Le vent s’engouffre dans les carcasses rouillées, fait gémir les tôles pliées. J’avance dans La Carrière, terrain vague défiguré, entre béton craquelé et végétation qui grappille chaque fissure. Les herbes folles étouffent les restes de machines mortes, leurs racines traînent comme des serpents sournois. L’air pue la rouille et la terre humide, un relent de putréfaction flotte près des vieux bassins à moitié asséchés. Chaque pas crisse sur des graviers, chaque craquement me rappelle que je ne suis pas seul.

Je scrute le sol. Traces fraîches, pas d’ombres, mais des indices. Un éclat de métal, un bout de tissu déchiré. Rien de net. L’écho d’un monde abandonné résonne dans le silence pesant. J’hume l’air. Le souffle rauque d’un moteur lointain ? Non, juste le vent dans les tuyaux cassés.

Je pose mes pièges. Une branche morte, équilibrée sur un fil de fer tendu, prêt à tomber au moindre contact. Le fil vibre sous mes doigts, tendu comme un nerf prêt à craquer. Je règle un déclencheur sourd, un clic étouffé qui promet douleur et surprise. À côté, un piège à bascule : un simple morceau de métal suspendu, prêt à écraser. Le poids est juste, ni trop lourd pour alerter, ni trop léger pour manquer sa cible. Mes doigts tremblent, pas de peur, juste fatigue.

Dans l’ombre, une silhouette. Une ombre. Pas humaine, pas encore. Un murmure rauque. Il s’approche, lent, vacillant. Je tends la main, attrape une pierre. « Reste où t’es », je crache. Il grogne, s’arrête. Un visage déformé, des yeux vides. La méfiance est une armure. Pas d’amitié ici, seulement survie. Il recule, disparaît dans la cendre.

Plus loin, un cri bref. Une voix humaine, mais étrangère. Je m’approche avec prudence. Un jeune, blessé, la peur dans les yeux. « Tu viens seul ? » Je serre les dents. Pas question d’attirer plus d’ennuis. « Pars avant qu’ils arrivent. » Il hésite, puis file. L’écho de sa fuite me suit, lourd, menaçant.

Mes blessures me lancent. Une douleur sourde dans l’épaule, souvenir d’un combat oublié. Une brûlure ancienne, invisible, mais toujours là. Je me demande si tout ça vaut encore la peine. Si ma solitude est une prison ou un refuge.

Je revois leur visage.
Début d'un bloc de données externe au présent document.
//! Sub-machines running next to the main application.

pub mod slashing;
pub mod termination;

use std::collections::{BTreeMap, BTreeSet};
use std::time::Duration;

use crate::abci_app::TransitionTable;
use crate::error::RoundError;
use crate::round::{Event, RoundId};

#[derive(Debug, Clone, Copy, PartialEq, Eq)]
pub enum BackgroundKind {
    /// Pre-empts the main table on its start event and hands control back
    /// on its end event
    Normal,
    /// Takes over for good on its start event
    Terminating,
    /// Runs every block in its own table without touching the main one
    EverRunning,
}

/// Declaration of a background app.
///
/// `round` is the round that runs alongside the main app until the start
/// event fires; the transition table must have an edge out of it.
#[derive(Debug, Clone)]
pub struct BackgroundApp {
    pub round: RoundId,
    pub start_event: Option<Event>,
    pub end_event: Option<Event>,
    pub transition_table: TransitionTable,
    pub final_rounds: BTreeSet<RoundId>,
    pub event_to_timeout: BTreeMap<Event, Duration>,
}

impl BackgroundApp {
    pub fn new(round: RoundId, transition_table: TransitionTable) -> Self {
        BackgroundApp {
            round,
            start_event: None,
            end_event: None,
            transition_table,
            final_rounds: BTreeSet::new(),
            event_to_timeout: BTreeMap::new(),
        }
    }

    pub fn start_event(mut self, event: Event) -> Self {
        self.start_event = Some(event);
        self
    }

    pub fn end_event(mut self, event: Event) -> Self {
        self.end_event = Some(event);
        self
    }

    pub fn final_round(mut self, round: RoundId) -> Self {
        self.final_rounds.insert(round);
        self
    }

    pub fn timeout(mut self, event: Event, duration: Duration) -> Self {
        self.event_to_timeout.insert(event, duration);
        self
    }

    pub fn kind(&self) -> Result<BackgroundKind, RoundError> {
        match (self.start_event, self.end_event) {
            (Some(_), Some(_)) => Ok(BackgroundKind::Normal),
            (Some(_), None) => Ok(BackgroundKind::Terminating),
            (None, None) => Ok(BackgroundKind::EverRunning),
            (None, Some(_)) => Err(RoundError::internal(format!(
                "background app '{}' has an end event but no start event",
                self.round
            ))),
        }
    }
}

#[cfg(test)]
mod tests {
    use super::*;

    #[test]
    fn test_kind_from_events() {
        let app = BackgroundApp::new(RoundId("bg"), TransitionTable::new());
        assert_eq!(app.kind().unwrap(), BackgroundKind::EverRunning);

        let app = app.start_event(Event("start"));
        assert_eq!(app.kind().unwrap(), BackgroundKind::Terminating);
        assert_eq!(
            app.end_event(Event("end")).kind().unwrap(),
            BackgroundKind::Normal
        );

        let app = BackgroundApp::new(RoundId("bg"), TransitionTable::new()).end_event(Event("end"));
        assert!(app.kind().is_err());
    }
}
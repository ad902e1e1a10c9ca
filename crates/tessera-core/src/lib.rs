//! Tessera Core - Shared types, cryptography, and serialization
//!
//! This crate provides the agent identities, signed payload transactions and
//! the internal representation of ABCI requests and responses used by every
//! other Tessera crate.

pub mod crypto;
pub mod error;
pub mod serialize;
pub mod types;

pub use crypto::{hash_blake3, Hash, KeyPair, PublicKey, SecretKey, Sig};
pub use error::CoreError;
pub use types::*;
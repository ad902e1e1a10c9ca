//! Slashing background app.
//!
//! `SlashingCheckRound` listens for slashing transactions next to the main
//! app. Once enough agents agree on one, the main table is suspended and
//! `StatusResetRound` collects the post-slash operator status; its end
//! event hands control back to the interrupted round.

use std::time::Duration;

use serde_json::Value;
use tessera_core::Payload;
use tracing::info;

use crate::abci_app::TransitionTable;
use crate::background::BackgroundApp;
use crate::error::RoundError;
use crate::offence::OffenceTracker;
use crate::registry::RoundRegistry;
use crate::round::{CollectionRound, CollectionRule, Event, Round, RoundId, RoundOutcome, RoundSpec};
use crate::synchronized::{keys, SynchronizedData};

pub const SLASHING_CHECK_ROUND: RoundId = RoundId("slashing_check_round");
pub const STATUS_RESET_ROUND: RoundId = RoundId("status_reset_round");

pub const SLASHING_PAYLOAD: &str = "slashing";
pub const STATUS_RESET_PAYLOAD: &str = "status_reset";

pub const SLASH_START: Event = Event("slash_start");
pub const SLASH_END: Event = Event("slash_end");
pub const NO_MAJORITY: Event = Event("no_majority");
pub const NONE: Event = Event("none");
pub const ROUND_TIMEOUT: Event = Event("round_timeout");

pub const ROUND_TIMEOUT_SECS: u64 = 30;

/// Agrees on the hash of a slashing transaction.
///
/// Payload round counts are not checked: the round runs across the main
/// app's rounds.
pub struct SlashingCheckRound {
    inner: CollectionRound,
}

impl SlashingCheckRound {
    pub fn new() -> Self {
        SlashingCheckRound {
            inner: CollectionRound::new(
                RoundSpec::new(
                    SLASHING_CHECK_ROUND,
                    SLASHING_PAYLOAD,
                    CollectionRule::SameUntilThreshold {
                        done: SLASH_START,
                        no_majority: NO_MAJORITY,
                        none: NONE,
                    },
                )
                .selection_key(keys::MOST_VOTED_TX_HASH)
                .skip_round_count_check(),
            ),
        }
    }
}

impl Default for SlashingCheckRound {
    fn default() -> Self {
        Self::new()
    }
}

impl Round for SlashingCheckRound {
    fn id(&self) -> RoundId {
        SLASHING_CHECK_ROUND
    }

    fn payload_kind(&self) -> Option<&'static str> {
        Some(SLASHING_PAYLOAD)
    }

    fn check_payload(&self, data: &SynchronizedData, payload: &Payload) -> Result<(), RoundError> {
        self.inner.check_payload(data, payload)
    }

    fn process_payload(&mut self, data: &SynchronizedData, payload: Payload) -> Result<(), RoundError> {
        self.inner.process_payload(data, payload)
    }

    fn end_block(&mut self, data: &SynchronizedData) -> Result<Option<RoundOutcome>, RoundError> {
        match self.inner.end_block(data)? {
            Some((next, SLASH_START)) => {
                let next = next.update([
                    (keys::SLASHING_IN_FLIGHT, Value::Bool(true)),
                    (keys::SLASHING_MAJORITY_REACHED, Value::Bool(true)),
                ]);
                Ok(Some((next, SLASH_START)))
            }
            other => Ok(other),
        }
    }
}

/// Agrees on the operator status after a slash and clears the offence
/// records of the slashed agents.
///
/// The payload body is an object with `operators_mapping` and
/// `slash_timestamps` (agent address to slash time).
pub struct StatusResetRound {
    inner: CollectionRound,
}

impl StatusResetRound {
    pub fn new() -> Self {
        StatusResetRound {
            inner: CollectionRound::new(
                RoundSpec::new(
                    STATUS_RESET_ROUND,
                    STATUS_RESET_PAYLOAD,
                    CollectionRule::SameUntilThreshold {
                        done: SLASH_END,
                        no_majority: NO_MAJORITY,
                        none: NONE,
                    },
                )
                .selection_fields(&[keys::OPERATORS_MAPPING, keys::SLASH_TIMESTAMPS]),
            ),
        }
    }
}

impl Default for StatusResetRound {
    fn default() -> Self {
        Self::new()
    }
}

impl Round for StatusResetRound {
    fn id(&self) -> RoundId {
        STATUS_RESET_ROUND
    }

    fn payload_kind(&self) -> Option<&'static str> {
        Some(STATUS_RESET_PAYLOAD)
    }

    fn check_payload(&self, data: &SynchronizedData, payload: &Payload) -> Result<(), RoundError> {
        self.inner.check_payload(data, payload)
    }

    fn process_payload(&mut self, data: &SynchronizedData, payload: Payload) -> Result<(), RoundError> {
        self.inner.process_payload(data, payload)
    }

    fn end_block(&mut self, data: &SynchronizedData) -> Result<Option<RoundOutcome>, RoundError> {
        let Some((next, event)) = self.inner.end_block(data)? else {
            return Ok(None);
        };
        if event != SLASH_END {
            return Ok(Some((next, event)));
        }

        let mut next = next.update([
            (keys::SLASHING_IN_FLIGHT, Value::Bool(false)),
            (keys::SLASHING_MAJORITY_REACHED, Value::Bool(false)),
        ]);
        let mut tracker = OffenceTracker::from_json(next.db().slashing_config())?;
        if let Some(Value::Object(slashed)) = next.get(keys::SLASH_TIMESTAMPS) {
            for agent in slashed.keys() {
                tracker.reset(agent);
            }
            info!(agents = slashed.len(), "offence status reset after slash");
        }
        next.db_mut().set_slashing_config(tracker.to_json()?);
        Ok(Some((next, SLASH_END)))
    }
}

pub fn register(registry: &mut RoundRegistry) -> Result<(), RoundError> {
    registry.register(
        SLASHING_CHECK_ROUND,
        std::sync::Arc::new(|| Box::new(SlashingCheckRound::new()) as Box<dyn Round>),
    )?;
    registry.register(
        STATUS_RESET_ROUND,
        std::sync::Arc::new(|| Box::new(StatusResetRound::new()) as Box<dyn Round>),
    )
}

pub fn app() -> BackgroundApp {
    let mut table = TransitionTable::new();
    table
        .entry(SLASHING_CHECK_ROUND)
        .or_default()
        .insert(SLASH_START, STATUS_RESET_ROUND);
    let reset = table.entry(STATUS_RESET_ROUND).or_default();
    for event in [SLASH_END, NO_MAJORITY, NONE, ROUND_TIMEOUT] {
        reset.insert(event, STATUS_RESET_ROUND);
    }

    BackgroundApp::new(SLASHING_CHECK_ROUND, table)
        .start_event(SLASH_START)
        .end_event(SLASH_END)
        .timeout(ROUND_TIMEOUT, Duration::from_secs(ROUND_TIMEOUT_SECS))
}

/// Body of a status reset payload
pub fn status_reset_body(operators_mapping: Value, slash_timestamps: Value) -> Value {
    let mut body = serde_json::Map::new();
    body.insert(keys::OPERATORS_MAPPING.to_string(), operators_mapping);
    body.insert(keys::SLASH_TIMESTAMPS.to_string(), slash_timestamps);
    Value::Object(body)
}

#[cfg(test)]
mod tests {
    use super::*;
    use crate::offence::NUMBER_OF_ROUNDS_TRACKED;
    use serde_json::json;
    use tessera_state::{AppDb, PeriodData};

    fn data() -> SynchronizedData {
        let setup: PeriodData = [(keys::PARTICIPANTS, json!(["a", "b", "c"]))]
            .into_iter()
            .map(|(key, value)| (key.to_string(), vec![value]))
            .collect();
        let mut db = AppDb::new(setup, Vec::<String>::new());
        db.set_round_count(3);
        SynchronizedData::new(db)
    }

    #[test]
    fn test_slashing_check_sets_flags() {
        let data = data();
        let mut round = SlashingCheckRound::new();
        for sender in ["a", "b", "c"] {
            round
                .process_payload(&data, Payload::new(sender, SLASHING_PAYLOAD, json!("0xdead")))
                .unwrap();
        }
        let (next, event) = round.end_block(&data).unwrap().unwrap();
        assert_eq!(event, SLASH_START);
        assert_eq!(next.get(keys::SLASHING_IN_FLIGHT), Some(json!(true)));
        assert_eq!(next.get(keys::SLASHING_MAJORITY_REACHED), Some(json!(true)));
        assert_eq!(next.get(keys::MOST_VOTED_TX_HASH), Some(json!("0xdead")));
    }

    #[test]
    fn test_status_reset_clears_offences() {
        let mut data = data();
        let mut tracker = OffenceTracker::new();
        for _ in 0..NUMBER_OF_ROUNDS_TRACKED {
            tracker.status_mut("a").blacklisted.add(true);
        }
        tracker.status_mut("b").num_double_signed = 1;
        data.db_mut().set_slashing_config(tracker.to_json().unwrap());

        let body = status_reset_body(json!({"a": "op1"}), json!({"a": 1700000000}));
        let mut round = StatusResetRound::new();
        for sender in ["a", "b", "c"] {
            let payload = Payload::new(sender, STATUS_RESET_PAYLOAD, body.clone()).with_round_count(3);
            round.process_payload(&data, payload).unwrap();
        }
        let (next, event) = round.end_block(&data).unwrap().unwrap();
        assert_eq!(event, SLASH_END);
        assert_eq!(next.get(keys::SLASHING_IN_FLIGHT), Some(json!(false)));
        assert_eq!(next.get(keys::OPERATORS_MAPPING), Some(json!({"a": "op1"})));

        let tracker = OffenceTracker::from_json(next.db().slashing_config()).unwrap();
        assert!(tracker.status("a").is_none());
        assert_eq!(tracker.status("b").unwrap().num_double_signed, 1);
    }

    #[test]
    fn test_app_shape() {
        let app = app();
        assert_eq!(app.round, SLASHING_CHECK_ROUND);
        assert_eq!(app.transition_table[&STATUS_RESET_ROUND].len(), 4);
        assert_eq!(
            app.event_to_timeout[&ROUND_TIMEOUT],
            Duration::from_secs(ROUND_TIMEOUT_SECS)
        );
        let mut registry = RoundRegistry::new();
        register(&mut registry).unwrap();
        assert!(registry.contains(STATUS_RESET_ROUND));
    }
}
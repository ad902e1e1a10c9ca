//! Per-agent offence tracking and slash amount computation.

use std::collections::{BTreeMap, BTreeSet, VecDeque};

use serde::{Deserialize, Serialize};
use tessera_core::types::abci::{Evidence, EvidenceKind, VoteInfo};
use tracing::debug;

use crate::error::RoundError;

/// Blocks kept in the downtime window
pub const NUMBER_OF_BLOCKS_TRACKED: usize = 10_000;
/// Rounds kept in the application offence windows
pub const NUMBER_OF_ROUNDS_TRACKED: usize = 50;
/// A full window with at least this share of positives is "bad"
pub const BAD_AVAILABILITY_PERCENT: usize = 95;

#[derive(Serialize, Deserialize)]
struct WindowRepr {
    max_length: usize,
    array: Vec<bool>,
}

/// Fixed-capacity sliding window of booleans with running counts
#[derive(Debug, Clone, PartialEq, Eq, Serialize, Deserialize)]
#[serde(from = "WindowRepr", into = "WindowRepr")]
pub struct AvailabilityWindow {
    max_length: usize,
    window: VecDeque<bool>,
    num_positive: usize,
    num_negative: usize,
}

impl AvailabilityWindow {
    pub fn new(max_length: usize) -> Self {
        AvailabilityWindow {
            max_length,
            window: VecDeque::with_capacity(max_length.min(NUMBER_OF_ROUNDS_TRACKED)),
            num_positive: 0,
            num_negative: 0,
        }
    }

    pub fn max_length(&self) -> usize {
        self.max_length
    }

    pub fn len(&self) -> usize {
        self.window.len()
    }

    pub fn is_empty(&self) -> bool {
        self.window.is_empty()
    }

    pub fn num_positive(&self) -> usize {
        self.num_positive
    }

    pub fn num_negative(&self) -> usize {
        self.num_negative
    }

    /// Push `value`, evicting the oldest entry once the window is full
    pub fn add(&mut self, value: bool) {
        if self.max_length == 0 {
            return;
        }
        if self.window.len() == self.max_length {
            if let Some(evicted) = self.window.pop_front() {
                self.count(evicted, false);
            }
        }
        self.window.push_back(value);
        self.count(value, true);
    }

    fn count(&mut self, value: bool, added: bool) {
        let counter = if value {
            &mut self.num_positive
        } else {
            &mut self.num_negative
        };
        if added {
            *counter += 1;
        } else {
            *counter -= 1;
        }
    }

    pub fn has_bad_availability_rate(&self) -> bool {
        self.max_length > 0
            && self.window.len() == self.max_length
            && self.num_positive * 100 >= BAD_AVAILABILITY_PERCENT * self.max_length
    }
}

impl From<WindowRepr> for AvailabilityWindow {
    fn from(repr: WindowRepr) -> Self {
        let mut window = AvailabilityWindow::new(repr.max_length);
        for value in repr.array {
            window.add(value);
        }
        window
    }
}

impl From<AvailabilityWindow> for WindowRepr {
    fn from(window: AvailabilityWindow) -> Self {
        WindowRepr {
            max_length: window.max_length,
            array: window.window.into_iter().collect(),
        }
    }
}

/// Offence record of a single agent
#[derive(Debug, Clone, PartialEq, Eq, Serialize, Deserialize)]
pub struct OffenceStatus {
    pub validator_downtime: AvailabilityWindow,
    pub invalid_payload: AvailabilityWindow,
    pub blacklisted: AvailabilityWindow,
    pub suspected: AvailabilityWindow,
    pub num_unknown_offenses: u64,
    pub num_double_signed: u64,
    pub num_light_client_attack: u64,
    pub custom_offences_amount: u64,
}

impl Default for OffenceStatus {
    fn default() -> Self {
        OffenceStatus {
            validator_downtime: AvailabilityWindow::new(NUMBER_OF_BLOCKS_TRACKED),
            invalid_payload: AvailabilityWindow::new(NUMBER_OF_ROUNDS_TRACKED),
            blacklisted: AvailabilityWindow::new(NUMBER_OF_ROUNDS_TRACKED),
            suspected: AvailabilityWindow::new(NUMBER_OF_ROUNDS_TRACKED),
            num_unknown_offenses: 0,
            num_double_signed: 0,
            num_light_client_attack: 0,
            custom_offences_amount: 0,
        }
    }
}

impl OffenceStatus {
    /// One light unit per bad window plus one serious unit per discrete
    /// offence, plus the custom amount
    pub fn slash_amount(&self, light_unit_amount: u64, serious_unit_amount: u64) -> u64 {
        let light_multiplier = [
            &self.validator_downtime,
            &self.invalid_payload,
            &self.blacklisted,
            &self.suspected,
        ]
        .iter()
        .filter(|window| window.has_bad_availability_rate())
        .count() as u64;
        let serious_multiplier =
            self.num_unknown_offenses + self.num_double_signed + self.num_light_client_attack;

        light_multiplier * light_unit_amount
            + serious_multiplier * serious_unit_amount
            + self.custom_offences_amount
    }
}

/// Application-level offences reported by the last round
#[derive(Debug, Clone, Default)]
pub struct AppOffences {
    pub blacklisted: BTreeSet<String>,
    pub suspected: BTreeSet<String>,
    pub invalid_payload: BTreeSet<String>,
}

/// Offence records of every observed agent
#[derive(Debug, Clone, Default, PartialEq, Eq)]
pub struct OffenceTracker {
    statuses: BTreeMap<String, OffenceStatus>,
}

impl OffenceTracker {
    pub fn new() -> Self {
        Self::default()
    }

    pub fn statuses(&self) -> &BTreeMap<String, OffenceStatus> {
        &self.statuses
    }

    pub fn status(&self, agent: &str) -> Option<&OffenceStatus> {
        self.statuses.get(agent)
    }

    pub fn status_mut(&mut self, agent: &str) -> &mut OffenceStatus {
        self.statuses.entry(agent.to_string()).or_default()
    }

    /// Forget everything recorded against `agent`
    pub fn reset(&mut self, agent: &str) {
        self.statuses.remove(agent);
    }

    /// Feed the downtime windows from the last commit's votes.
    ///
    /// `validator_to_agent` maps hex validator addresses to agent addresses.
    pub fn track_votes(
        &mut self,
        votes: &[VoteInfo],
        validator_to_agent: &BTreeMap<String, String>,
    ) -> Result<(), RoundError> {
        let mut updates = Vec::with_capacity(votes.len());
        for vote in votes {
            let Some(validator) = &vote.validator else {
                continue;
            };
            let agent = lookup_agent(&validator.address, validator_to_agent)?;
            updates.push((agent, !vote.signed_last_block));
        }
        for (agent, missed) in updates {
            self.status_mut(&agent).validator_downtime.add(missed);
        }
        Ok(())
    }

    /// Count byzantine evidence reported by the consensus engine
    pub fn track_evidence(
        &mut self,
        evidence: &[Evidence],
        validator_to_agent: &BTreeMap<String, String>,
    ) -> Result<(), RoundError> {
        for item in evidence {
            let Some(validator) = &item.validator else {
                continue;
            };
            let agent = lookup_agent(&validator.address, validator_to_agent)?;
            let status = self.status_mut(&agent);
            match item.kind {
                EvidenceKind::Unknown => status.num_unknown_offenses += 1,
                EvidenceKind::DuplicateVote => status.num_double_signed += 1,
                EvidenceKind::LightClientAttack => status.num_light_client_attack += 1,
            }
            debug!(agent = %agent, kind = ?item.kind, height = item.height, "evidence recorded");
        }
        Ok(())
    }

    /// Feed the application offence windows once per round transition
    pub fn track_app_offences(&mut self, participants: &BTreeSet<String>, offences: &AppOffences) {
        for agent in participants {
            let status = self.status_mut(agent);
            status.blacklisted.add(offences.blacklisted.contains(agent));
            status.suspected.add(offences.suspected.contains(agent));
            status
                .invalid_payload
                .add(offences.invalid_payload.contains(agent));
        }
    }

    pub fn slash_amounts(&self, light_unit_amount: u64, serious_unit_amount: u64) -> BTreeMap<String, u64> {
        self.statuses
            .iter()
            .map(|(agent, status)| {
                (
                    agent.clone(),
                    status.slash_amount(light_unit_amount, serious_unit_amount),
                )
            })
            .collect()
    }

    pub fn to_json(&self) -> Result<String, RoundError> {
        serde_json::to_string(&self.statuses).map_err(|e| RoundError::internal(e.to_string()))
    }

    /// Parse the output of [`OffenceTracker::to_json`]; an empty string is
    /// an empty tracker
    pub fn from_json(serialized: &str) -> Result<Self, RoundError> {
        if serialized.is_empty() {
            return Ok(Self::default());
        }
        let statuses = serde_json::from_str(serialized)
            .map_err(|e| RoundError::internal(format!("invalid slashing config: {}", e)))?;
        Ok(OffenceTracker { statuses })
    }
}

fn lookup_agent(
    validator_address: &[u8],
    validator_to_agent: &BTreeMap<String, String>,
) -> Result<String, RoundError> {
    let address = hex::encode(validator_address);
    validator_to_agent.get(&address).cloned().ok_or_else(|| {
        RoundError::internal(format!(
            "validator {} is not mapped to any agent",
            address
        ))
    })
}

#[cfg(test)]
mod tests {
    use super::*;
    use tessera_core::types::abci::Validator;

    fn mapping() -> BTreeMap<String, String> {
        BTreeMap::from([
            (hex::encode([1u8; 20]), "agent_1".to_string()),
            (hex::encode([2u8; 20]), "agent_2".to_string()),
        ])
    }

    fn validator(byte: u8) -> Option<Validator> {
        Some(Validator {
            address: vec![byte; 20],
            power: 10,
        })
    }

    #[test]
    fn test_window_counts_stay_consistent() {
        let mut window = AvailabilityWindow::new(4);
        let values = [true, false, true, true, false, false, true, true, true];
        for (i, value) in values.iter().enumerate() {
            window.add(*value);
            assert_eq!(window.num_positive() + window.num_negative(), window.len());
            assert_eq!(window.len(), (i + 1).min(4));
        }
        assert_eq!(window.num_positive(), 3);
        assert_eq!(window.num_negative(), 1);
    }

    #[test]
    fn test_bad_rate_requires_full_window() {
        let mut window = AvailabilityWindow::new(20);
        for _ in 0..19 {
            window.add(true);
        }
        assert!(!window.has_bad_availability_rate());
        window.add(false);
        assert!(window.has_bad_availability_rate());
        window.add(false);
        assert!(!window.has_bad_availability_rate());
    }

    #[test]
    fn test_slash_amount() {
        let mut status = OffenceStatus::default();
        for _ in 0..NUMBER_OF_BLOCKS_TRACKED {
            status.validator_downtime.add(true);
        }
        assert_eq!(status.slash_amount(1, 2), 1);

        status.num_double_signed = 2;
        status.num_light_client_attack = 1;
        assert_eq!(status.slash_amount(1, 2), 7);

        status.custom_offences_amount = 10;
        assert_eq!(status.slash_amount(1, 2), 17);
    }

    #[test]
    fn test_track_votes_and_evidence() {
        let mut tracker = OffenceTracker::new();
        let votes = vec![
            VoteInfo {
                validator: validator(1),
                signed_last_block: true,
            },
            VoteInfo {
                validator: validator(2),
                signed_last_block: false,
            },
        ];
        tracker.track_votes(&votes, &mapping()).unwrap();
        assert_eq!(tracker.status("agent_1").unwrap().validator_downtime.num_negative(), 1);
        assert_eq!(tracker.status("agent_2").unwrap().validator_downtime.num_positive(), 1);

        let evidence = vec![Evidence {
            kind: EvidenceKind::DuplicateVote,
            validator: validator(2),
            height: 3,
            ..Default::default()
        }];
        tracker.track_evidence(&evidence, &mapping()).unwrap();
        assert_eq!(tracker.status("agent_2").unwrap().num_double_signed, 1);
        assert_eq!(tracker.slash_amounts(1, 5)["agent_2"], 5);
    }

    #[test]
    fn test_unmapped_validator_leaves_tracker_untouched() {
        let mut tracker = OffenceTracker::new();
        let votes = vec![
            VoteInfo {
                validator: validator(1),
                signed_last_block: false,
            },
            VoteInfo {
                validator: validator(9),
                signed_last_block: true,
            },
        ];
        let err = tracker.track_votes(&votes, &mapping()).unwrap_err();
        assert!(err.to_string().contains("is not mapped to any agent"));
        assert!(tracker.statuses().is_empty());
    }

    #[test]
    fn test_app_offences_and_json() {
        let participants: BTreeSet<String> = ["agent_1", "agent_2"].iter().map(|s| s.to_string()).collect();
        let offences = AppOffences {
            blacklisted: BTreeSet::from(["agent_1".to_string()]),
            ..Default::default()
        };
        let mut tracker = OffenceTracker::new();
        tracker.track_app_offences(&participants, &offences);
        assert_eq!(tracker.status("agent_1").unwrap().blacklisted.num_positive(), 1);
        assert_eq!(tracker.status("agent_2").unwrap().blacklisted.num_negative(), 1);

        let json = tracker.to_json().unwrap();
        assert_eq!(OffenceTracker::from_json(&json).unwrap(), tracker);
        assert!(OffenceTracker::from_json("").unwrap().statuses().is_empty());
        assert!(OffenceTracker::from_json("{").is_err());
    }
}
Ma fille, son sourire déchiré par la poussière. Sa main dans la mienne, fragile, brûlante. Le feu qui dévore la maison, mes cris étouffés. Pourquoi n’ai-je pas pu la sauver ? Pourquoi suis-je là, à traquer des ombres, à tendre des pièges pour des fantômes ?

Le vent se lève, emporte un cri lointain. Je sens la nuit tomber, la fraîcheur mordante caresse ma peau. Une branche craque derrière moi. Pas d’erreur possible, quelqu’un ou quelque chose me suit. Je me fige, glisse la main vers mon couteau, prêt à plonger dans l’obscurité.

Le silence se fait lourd, chargé d’une menace invisible. L’écho d’un monde abandonné me colle à la peau, et je sais que cette nuit ne sera pas comme les autres.